18. AU MARQUIS D'ARGENS.

Stettin, 9 juillet 1747.

Il n'y a qu'une tortue capable de voyager aussi lentement que vous, et, si vous continuez de même, il y a apparence que vous arriverez à Paris vers le commencement de l'année 1748. J'ai tressailli de joie en apprenant la victoire que le comte de Saxe vient de remporter.17-a Il faut avouer que M. de Cumberland est une grande pécore, et quelque chose de pis. Ces animaux ont vu <16>perdre trois batailles à leurs alliés pour s'être laissé attaquer dans des postes, et ils retombent toujours dans les mêmes fautes, pourquoi ils seront réprouvés des Césars, des Condés, des Turennes, des Montécuculis, et hués par les Feuquières, et, s'il plaît à Dieu, damnés dans l'autre monde comme des animaux incorrigibles. Point de raison, M. de Cumberland, point de raison! Ah! le beau projet dont vous venez d'accoucher! Point de raison, monseigneur! eût dit le révérend père Canaye.17-b Pour moi, je ne cesserai de vous exciter, de vous encourager et de vous animer d'ici. Point de repos, d'Argens, point de repos! Voyagez, et, passant par monts et par vaux, hâtez-vous d'arriver chez l'Achille français et de lui rendre la lettre dont vous êtes chargé.18-a Si vous eussiez commandé l'armée alliée, vous n'eussiez pas marché si vite, et il y a apparence que, sous votre conduite, elle n'eût été battue qu'au mois de décembre tout au plus tôt. Ayez bien soin de Terpsichore. Il me tarde de vous savoir à Paris. A présent vous aurez occasion d'enfler toutes les voiles de votre éloquence, en faisant votre révérence au Roi. Si vous ne faites pas un compliment digne de la presse, je serai le premier à vous jeter la pierre. Adieu; tous ces grands événements, qui excitent l'ambition des autres, amortissent cette passion en moi. Plus je fais de chemin dans le monde, et plus je reconnais que les plus sages et les plus heureux sont les citoyens des vignes,18-b qui n'ont d'autre soin que de se rendre raisonnables et les humains heureux.


17-a A Laeffelt, le 2 juillet 1747. Voyez t. IV, p. 13 et 14.

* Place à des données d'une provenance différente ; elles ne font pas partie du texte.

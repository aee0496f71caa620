//! Validation request entity
//!
//! State progression: Pending → InProgress → Completed, with Expired and
//! Failed as the other terminal states.

use super::scheme::{SignatureScheme, VerificationPolicy};
use pv_02_signature_aggregation::BlsPublicKey;
use serde::{Deserialize, Serialize};
use shared_types::{Address, Amount, Hash, PaymentId, RequestId, SignatureKind, Timestamp};
use std::collections::HashMap;

/// Request lifecycle status
#[derive(Clone, Copy, Debug, Default, PartialEq, Eq, Hash, Serialize, Deserialize)]
pub enum RequestStatus {
    /// Open, no signatures yet
    #[default]
    Pending,
    /// Open, at least one signature
    InProgress,
    /// Quorum reached
    Completed,
    /// Aborted by governance
    Failed,
    /// Deadline passed and expiry was triggered
    Expired,
}

impl RequestStatus {
    pub fn is_terminal(&self) -> bool {
        matches!(self, Self::Completed | Self::Failed | Self::Expired)
    }

    /// Allowed forward transitions. No transition leaves a terminal state.
    pub fn can_transition_to(&self, next: RequestStatus) -> bool {
        use RequestStatus::*;
        matches!(
            (self, next),
            (Pending, InProgress)
                | (Pending, Completed)
                | (InProgress, Completed)
                | (Pending, Expired)
                | (InProgress, Expired)
                | (Pending, Failed)
                | (InProgress, Failed)
        )
    }
}

/// An accepted validator signature.
#[derive(Clone, Debug, PartialEq, Eq)]
pub struct SubmittedSignature {
    pub signer: Address,
    pub message_hash: Hash,
    pub scheme: SignatureScheme,
    /// Key the point signature was verified against
    pub public_key: Option<BlsPublicKey>,
    pub submitted_at: Timestamp,
}

impl SubmittedSignature {
    pub fn kind(&self) -> SignatureKind {
        self.scheme.kind()
    }
}

/// A validation request and everything collected for it.
#[derive(Clone, Debug)]
pub struct ValidationRequest {
    pub id: RequestId,
    pub payment_id: PaymentId,
    pub message_hash: Hash,
    pub amount: Amount,
    pub required_signatures: u32,
    pub received_signatures: u32,
    /// Accepted signatures that can enter the aggregate proof
    pub point_signatures: u32,
    pub status: RequestStatus,
    pub created_at: Timestamp,
    pub deadline: Timestamp,
    pub is_high_value: bool,
    pub completed_at: Option<Timestamp>,
    /// Serialized aggregation proof, set once on completion
    pub aggregated_proof: Option<Vec<u8>>,
    signatures: HashMap<Address, SubmittedSignature>,
    signers: Vec<Address>,
}

impl ValidationRequest {
    #[allow(clippy::too_many_arguments)]
    pub fn new(
        id: RequestId,
        payment_id: PaymentId,
        message_hash: Hash,
        amount: Amount,
        required_signatures: u32,
        is_high_value: bool,
        created_at: Timestamp,
        deadline: Timestamp,
    ) -> Self {
        Self {
            id,
            payment_id,
            message_hash,
            amount,
            required_signatures,
            received_signatures: 0,
            point_signatures: 0,
            status: RequestStatus::Pending,
            created_at,
            deadline,
            is_high_value,
            completed_at: None,
            aggregated_proof: None,
            signatures: HashMap::new(),
            signers: Vec::new(),
        }
    }

    pub fn has_signed(&self, signer: &Address) -> bool {
        self.signatures.contains_key(signer)
    }

    /// Signers in acceptance order.
    pub fn signers(&self) -> &[Address] {
        &self.signers
    }

    pub fn signature(&self, signer: &Address) -> Option<&SubmittedSignature> {
        self.signatures.get(signer)
    }

    /// Accepted signatures in acceptance order.
    pub fn signatures_in_order(&self) -> impl Iterator<Item = &SubmittedSignature> {
        self.signers.iter().filter_map(|s| self.signatures.get(s))
    }

    /// Past the deadline at `now`. The deadline itself is still open.
    pub fn is_past_deadline(&self, now: Timestamp) -> bool {
        now > self.deadline
    }

    /// Quorum under `policy`. Classical signatures only count when no
    /// point signature is admissible; otherwise the quorum is counted in
    /// signatures the aggregate proof can carry.
    pub fn quorum_reached(&self, policy: VerificationPolicy) -> bool {
        let counted = match policy {
            VerificationPolicy::ClassicalOnly => self.received_signatures,
            VerificationPolicy::PointOnly | VerificationPolicy::PointOrClassical => {
                self.point_signatures
            }
        };
        counted >= self.required_signatures
    }

    /// Record an accepted signature. Returns false for a repeat signer.
    pub fn add_signature(&mut self, signature: SubmittedSignature) -> bool {
        let signer = signature.signer;
        if self.signatures.contains_key(&signer) {
            return false;
        }
        if matches!(signature.scheme, SignatureScheme::Point(_)) {
            self.point_signatures = self.point_signatures.saturating_add(1);
        }
        self.signatures.insert(signer, signature);
        self.signers.push(signer);
        self.received_signatures = self.received_signatures.saturating_add(1);
        if self.status == RequestStatus::Pending {
            self.status = RequestStatus::InProgress;
        }
        true
    }

    /// Move to `next` if allowed. Returns whether the status changed.
    pub fn transition(&mut self, next: RequestStatus) -> bool {
        if !self.status.can_transition_to(next) {
            return false;
        }
        self.status = next;
        true
    }

    pub fn view(&self) -> ValidationRequestView {
        ValidationRequestView {
            id: self.id,
            payment_id: self.payment_id,
            message_hash: self.message_hash,
            required_signatures: self.required_signatures,
            received_signatures: self.received_signatures,
            point_signatures: self.point_signatures,
            status: self.status,
            created_at: self.created_at,
            deadline: self.deadline,
            is_high_value: self.is_high_value,
        }
    }
}

/// Read-only summary returned to the payment layer.
#[derive(Clone, Copy, Debug, PartialEq, Eq, Serialize, Deserialize)]
pub struct ValidationRequestView {
    pub id: RequestId,
    pub payment_id: PaymentId,
    pub message_hash: Hash,
    pub required_signatures: u32,
    pub received_signatures: u32,
    pub point_signatures: u32,
    pub status: RequestStatus,
    pub created_at: Timestamp,
    pub deadline: Timestamp,
    pub is_high_value: bool,
}
//! # Ports Layer

pub mod inbound;
//! # Validator Registry & Stake Ledger (PV-03)
//!
//! Tracks which validators may co-sign payment validation requests, how much
//! stake each has at risk, and applies slashing and exit.
//!
//! ## Architecture
//!
//! - **Domain Layer** (`domain/`): validator records and the active set
//! - **Ports Layer** (`ports/`): `ValidatorRegistryApi` (inbound) and
//!   `StakeTreasury` (outbound, pays out refunds and slashed stake)
//! - **Service Layer** (`service.rs`): the registry itself
//! - **Adapters** (`adapters/`): an in-memory treasury ledger
//!
//! ## Lifecycle
//!
//! ```text
//! register ──→ Active ──slash──→ Slashed ──exit──→ Exiting
//!                 │                                   ↑
//!                 └───────────────exit────────────────┘
//! ```
//!
//! Exiting is terminal. A record is never removed, so an exited identity
//! cannot register again.

pub mod adapters;
pub mod domain;
pub mod error;
pub mod ports;
pub mod service;

pub use adapters::treasury::InMemoryTreasury;
pub use domain::{ActiveSet, ActiveSetSnapshot, Validator, ValidatorStatus};
pub use error::{RegistryError, RegistryResult};
pub use ports::inbound::{SlashOutcome, SlashPayout, ValidatorRegistryApi};
pub use ports::outbound::{StakeTreasury, TreasuryError};
pub use service::{RegistryConfig, ValidatorRegistryService};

17-b Dans la Conversation du maréchal d'Hocquincourt avec le P. Canaye, 1654, faisant partie des Œuvres mêlées de M. de Saint-Évremond, t. II, p. 40, édit. d'Amsterdam, 1706, le père jésuite dit : « Point de raison! C'est la vraie religion cela. Point de raison! »

18-a Voyez t. XVII, p. V.

18-b Voyez t. X, p. V et VI.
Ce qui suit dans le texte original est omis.